Truthfully, I’m almost afraid to read his book. I’m afraid that the brilliance of the words on the page will somehow expose an intrinsic and irreparable weakness in my own writing. But such is the artist’s life.
Art, at its very best, is still subjective in nature. Too many times I’ve bought into the critical acclaim for a novel and ended up feeling obligated to finish a novel I hated just because literary critic thought it was genius. But genius, just like beauty, is in the eye of the beholder.
After I attended Squaw Valley, I remember having a conversation with my husband about what I really wanted to do with my writing. He said to me, “You can write to win awards, or you can write for the readers.” Do those things have to be mutually exclusive? I don’t think so, but there comes a point in a writer’s life (and in life in general) in which winning an award is less important than feeling good about why you’re doing what you’re doing.
To me, the point has always been to have as many people as possible read the story. You don’t need to win an award to do that, though I’m sure it helps. A story, to have power, must be shared.
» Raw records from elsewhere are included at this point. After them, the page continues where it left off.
use laivm::asm::assemble;
use laivm::logging::{init_logging, LogFormat, LogLevel, LoggingConfig};
use laivm::shell::repl::repl;
use laivm::{log_error, log_info, write_disassembly, IndexWidth};

use clap::Parser;
use std::path::{Path, PathBuf};
use std::process::exit;

#[derive(Parser)]
#[command(name = "laivm")]
#[command(about = "Bytecode assembler and disassembler for the laivm instruction set")]
#[command(version)]
struct Cli {
    /// Assembly listing to disassemble (if not provided, starts the REPL)
    #[arg(value_name = "FILE")]
    file: Option<PathBuf>,

    /// Name printed in the disassembly header (defaults to the file name)
    #[arg(long)]
    name: Option<String>,

    /// Width of constant pool indexes
    #[arg(long, value_enum, default_value = "byte")]
    index_width: IndexWidth,

    /// Set the logging level
    #[arg(long, value_enum, default_value = "warn")]
    log_level: LogLevel,

    /// Write logs to stderr
    #[arg(long)]
    log_console: bool,

    /// Write logs to this file
    #[arg(long, value_name = "PATH")]
    log_file: Option<PathBuf>,

    /// Log output format
    #[arg(long, value_enum, default_value = "text")]
    log_format: LogFormat,
}

fn main() {
    let cli = Cli::parse();

    let logging_config = LoggingConfig {
        level: cli.log_level,
        console_output: cli.log_console,
        file_path: cli.log_file,
        format: cli.log_format,
    };

    // Held until exit so the file writer gets flushed
    let _log_guard = match init_logging(logging_config) {
        Ok(guard) => guard,
        Err(e) => {
            eprintln!("FATAL: Failed to initialize logging system: {}", e);
            exit(1);
        }
    };

    log_info!("laivm starting", version = env!("CARGO_PKG_VERSION"));

    let code = match cli.file {
        Some(path) => {
            let name = cli.name.unwrap_or_else(|| display_name(&path));
            run_file(&path, &name, cli.index_width)
        }
        None => {
            let name = cli.name.unwrap_or_else(|| "repl".to_string());
            match repl(&name, cli.index_width) {
                Ok(()) => 0,
                Err(e) => {
                    log_error!("REPL failed", error = e.to_string().as_str());
                    eprintln!("Readline error: {}", e);
                    74
                }
            }
        }
    };
    exit(code);
}

fn display_name(path: &Path) -> String {
    path.file_stem()
        .map(|s| s.to_string_lossy().to_string())
        .unwrap_or_else(|| path.to_string_lossy().to_string())
}

fn run_file(path: &Path, name: &str, index_width: IndexWidth) -> i32 {
    let file = path.display().to_string();
    let source = match std::fs::read_to_string(path) {
        Ok(source) => source,
        Err(e) => {
            log_error!("Could not read listing", error = e.to_string().as_str(), file = file.as_str());
            eprintln!("Could not read {}: {}", file, e);
            return 66;
        }
    };

    let chunk = match assemble(&source, index_width) {
        Ok(chunk) => chunk,
        Err(e) => {
            log_error!("Assembly failed", error = e.to_string().as_str(), file = file.as_str());
            eprintln!("{}: {}", file, e);
            return e.exit_code();
        }
    };
    log_info!("Assembled listing", file = file.as_str(), bytes = chunk.len(), constants = chunk.constants().len());

    let mut stdout = std::io::stdout().lock();
    match write_disassembly(&chunk, name, &mut stdout) {
        Ok(_) => 0,
        Err(e) => {
            log_error!("Disassembly failed", error = e.to_string().as_str(), file = file.as_str());
            eprintln!("{}: {}", file, e);
            e.exit_code()
        }
    }
}
use std::fmt::Display;

use crate::vm::chunk::{Chunk, IndexWidth};
use crate::vm::errors::ChunkError;
use crate::vm::opcode::{Op, Shape};
use crate::vm::value::Value;

#[derive(Debug, Clone, PartialEq)]
pub enum AsmErrorKind {
    UnknownMnemonic(String),
    MissingOperand(Op),
    UnexpectedOperand(Op),
    BadOperand { op: Op, text: String },
    Chunk(ChunkError),
}

#[derive(Debug, Clone, PartialEq)]
pub struct AsmError {
    pub line: u32,
    pub kind: AsmErrorKind,
}

impl AsmError {
    pub fn exit_code(&self) -> i32 {
        65
    }
}

impl Display for AsmError {
    fn fmt(&self, f: &mut std::fmt::Formatter<'_>) -> std::fmt::Result {
        write!(f, "[line {}] ", self.line)?;
        match &self.kind {
            AsmErrorKind::UnknownMnemonic(name) => write!(f, "unknown mnemonic '{}'", name),
            AsmErrorKind::MissingOperand(op) => write!(f, "{} expects an operand", op),
            AsmErrorKind::UnexpectedOperand(op) => write!(f, "{} takes no operand", op),
            AsmErrorKind::BadOperand { op, text } => write!(f, "'{}' is not a valid operand for {}", text, op),
            AsmErrorKind::Chunk(e) => write!(f, "{}", e),
        }
    }
}

impl std::error::Error for AsmError {}

/// Builds a chunk from text assembly, one instruction per line:
///
/// ```text
/// ; comments run to the end of the line
/// constant 1.5
/// define_global "answer"
/// jump_if_false 4
/// OP_RETURN
/// ```
///
/// Each instruction is tagged with the number of the line it was written on.
pub struct Assembler {
    chunk: Chunk,
}

impl Assembler {
    pub fn new(index_width: IndexWidth) -> Assembler {
        Assembler { chunk: Chunk::with_index_width(index_width) }
    }

    pub fn chunk(&self) -> &Chunk {
        &self.chunk
    }

    pub fn finish(self) -> Chunk {
        self.chunk
    }

    /// Assembles one line. Returns the offset of the emitted instruction, or `None` for
    /// blank and comment-only lines. On error no code is appended.
    pub fn assemble_line(&mut self, text: &str, line: u32) -> Result<Option<usize>, AsmError> {
        let text = match text.match_indices(';').find(|(idx, _)| !in_string(text, *idx)) {
            Some((idx, _)) => &text[..idx],
            None => text,
        }
        .trim();
        if text.is_empty() {
            return Ok(None);
        }

        let (name, operand) = match text.split_once(char::is_whitespace) {
            Some((name, rest)) => (name, Some(rest.trim())),
            None => (text, None),
        };
        let err = |kind| AsmError { line, kind };
        let op = Op::from_mnemonic(name).ok_or_else(|| err(AsmErrorKind::UnknownMnemonic(name.to_string())))?;
        let offset = self.chunk.len();

        let written = match (op.shape(), operand) {
            (Shape::Simple, None) => self.chunk.write_op(op, line),
            (Shape::Simple, Some(_)) => return Err(err(AsmErrorKind::UnexpectedOperand(op))),
            (_, None) => return Err(err(AsmErrorKind::MissingOperand(op))),
            (Shape::Byte, Some(text)) => {
                let byte = text.parse::<u8>().map_err(|_| bad_operand(line, op, text))?;
                self.chunk.write_op_byte(op, byte, line)
            }
            // Both widths load a constant; the chunk picks the encoding from the index
            (Shape::Constant | Shape::ConstantLong, Some(text)) if matches!(op, Op::Constant | Op::ConstantLong) => {
                let value = parse_literal(text).ok_or_else(|| bad_operand(line, op, text))?;
                self.chunk.write_constant(value, line).map(|_| ())
            }
            (_, Some(text)) if op.shape() == Shape::Constant => {
                let name = parse_literal(text).unwrap_or_else(|| Value::from(text));
                self.write_global(op, name, line)
            }
            (_, Some(text)) => {
                let distance = text.parse::<usize>().map_err(|_| bad_operand(line, op, text))?;
                self.chunk.write_jump(op, distance, line)
            }
        };
        written.map_err(|e| err(AsmErrorKind::Chunk(e)))?;

        Ok(Some(offset))
    }

    // Global names are always one byte indexes, so the pool must have room below 256
    fn write_global(&mut self, op: Op, name: Value, line: u32) -> Result<(), ChunkError> {
        let next = self.chunk.constants().len();
        let byte = u8::try_from(next).map_err(|_| ChunkError::OperandOverflow { value: next, limit: 1 << 8 })?;
        self.chunk.append_constant(name)?;
        self.chunk.write_op_byte(op, byte, line)
    }
}

/// Assembles a whole listing.
pub fn assemble(source: &str, index_width: IndexWidth) -> Result<Chunk, AsmError> {
    let mut assembler = Assembler::new(index_width);
    for (idx, text) in source.lines().enumerate() {
        assembler.assemble_line(text, idx as u32 + 1)?;
    }
    Ok(assembler.finish())
}

fn bad_operand(line: u32, op: Op, text: &str) -> AsmError {
    AsmError { line, kind: AsmErrorKind::BadOperand { op, text: text.to_string() } }
}

fn in_string(text: &str, idx: usize) -> bool {
    text[..idx].matches('"').count() % 2 == 1
}

fn parse_literal(text: &str) -> Option<Value> {
    match text {
        "nil" => Some(Value::Nil),
        "true" => Some(Value::Bool(true)),
        "false" => Some(Value::Bool(false)),
        _ => {
            if let Some(s) = text.strip_prefix('"').and_then(|s| s.strip_suffix('"')) {
                return Some(Value::from(s));
            }
            text.parse::<f64>().ok().map(Value::Number)
        }
    }
}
Granted, it’s been excruciatingly frustrating trying to make that pathway clear for the dissemination of my story, but my time is almost here. The best things in life are worth waiting for.
Sure, I’d love to win the National Book Award and Orange Prize. Who wouldn’t? But instead to have loyal readers and fans whose lives are truly touched by a great story: priceless. That’s what I’m aiming for these days.Read More...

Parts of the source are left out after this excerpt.